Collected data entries
--- START ---

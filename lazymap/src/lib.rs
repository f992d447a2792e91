//! User-space demand paging with hexagonal architecture.
//!
//! A [`Region`] is an address range whose pages are read from a pluggable
//! [`Store`](domain::Store) on first access and written back when they are
//! evicted. A bounded page buffer holds the resident pages; write-back runs
//! on a pool of flusher threads.
//!
//! # Architecture
//!
//! The crate is organized into three layers:
//!
//! ## Domain Layer (`domain`)
//! Residency rules with no threads of their own:
//! - **Entities**: `PageDescriptor` with its `PageState` lifecycle
//! - **Value Objects**: `PageAddress`, `SlotId`, `RegionLayout`, `PagerConfig`
//! - **Services**: `PageBuffer` and the `SlotArena` of page frames
//! - **Ports**: `Store` and `FaultSource` interfaces
//!
//! ## Infrastructure Layer (`infrastructure`)
//! The thread groups built on the domain:
//! - **`WorkerPool`**: named threads with a cooperative stop signal
//! - **`Flushers`**: write-back and eviction workers fed by a bounded queue
//! - **`PageFlusher`**: periodic and on-demand sweeps
//! - **`FaultServicer`**: turns fault events into resident pages
//!
//! ## Adapter Layer (`adapters`)
//! Port implementations:
//! - **`MemoryStore`** and **`FileStore`**: `Store` implementations
//! - **`SoftMmu`**: a software page table implementing `FaultSource`
//!
//! # Quick Start
//!
//! ```
//! use std::sync::Arc;
//! use lazymap::Region;
//! use lazymap::adapters::{MemoryStore, SoftMmu};
//! use lazymap::domain::{PagerConfig, RegionLayout};
//!
//! let layout = RegionLayout::new(0x1000_0000, 64 * 4096, 4096).unwrap();
//! let mmu = Arc::new(SoftMmu::new(layout));
//! let store = Arc::new(MemoryStore::new(64 * 4096));
//! let config = PagerConfig::new().with_buffer_pages(8);
//!
//! let region = Region::map(store, mmu.clone(), layout, config).unwrap();
//! mmu.write_u64(layout.base() + 40 * 4096, 7).unwrap();
//! assert_eq!(mmu.read_u64(layout.base() + 40 * 4096).unwrap(), 7);
//! assert!(region.resident_pages() <= 8);
//! region.unmap().unwrap();
//! ```

#![warn(missing_docs)]

// Core layers
pub mod domain;
pub mod adapters;
pub mod infrastructure;

mod region;

pub use region::Region;

// Re-export commonly used types for convenience
pub use domain::{
    BufferError, ConfigError, ErrorClass, FaultEvent, FaultSource, PageAddress, PagerConfig,
    PagerError, PoolError, Protection, RegionLayout, Store,
};

pub use adapters::{MemoryStore, SoftMmu, StoreError};

#[cfg(unix)]
pub use adapters::FileStore;

pub use infrastructure::{FlushFailure, StatsSnapshot};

--- END ---

Transcribe exactly, and only, the lines from the opening line of the records through the line containing "of page frames".

filename lazymap/src/lib.rs
repository f992d447a2792e91
//! User-space demand paging with hexagonal architecture.
//!
//! A [`Region`] is an address range whose pages are read from a pluggable
//! [`Store`](domain::Store) on first access and written back when they are
//! evicted. A bounded page buffer holds the resident pages; write-back runs
//! on a pool of flusher threads.
//!
//! # Architecture
//!
//! The crate is organized into three layers:
//!
//! ## Domain Layer (`domain`)
//! Residency rules with no threads of their own:
//! - **Entities**: `PageDescriptor` with its `PageState` lifecycle
//! - **Value Objects**: `PageAddress`, `SlotId`, `RegionLayout`, `PagerConfig`
//! - **Services**: `PageBuffer` and the `SlotArena` of page frames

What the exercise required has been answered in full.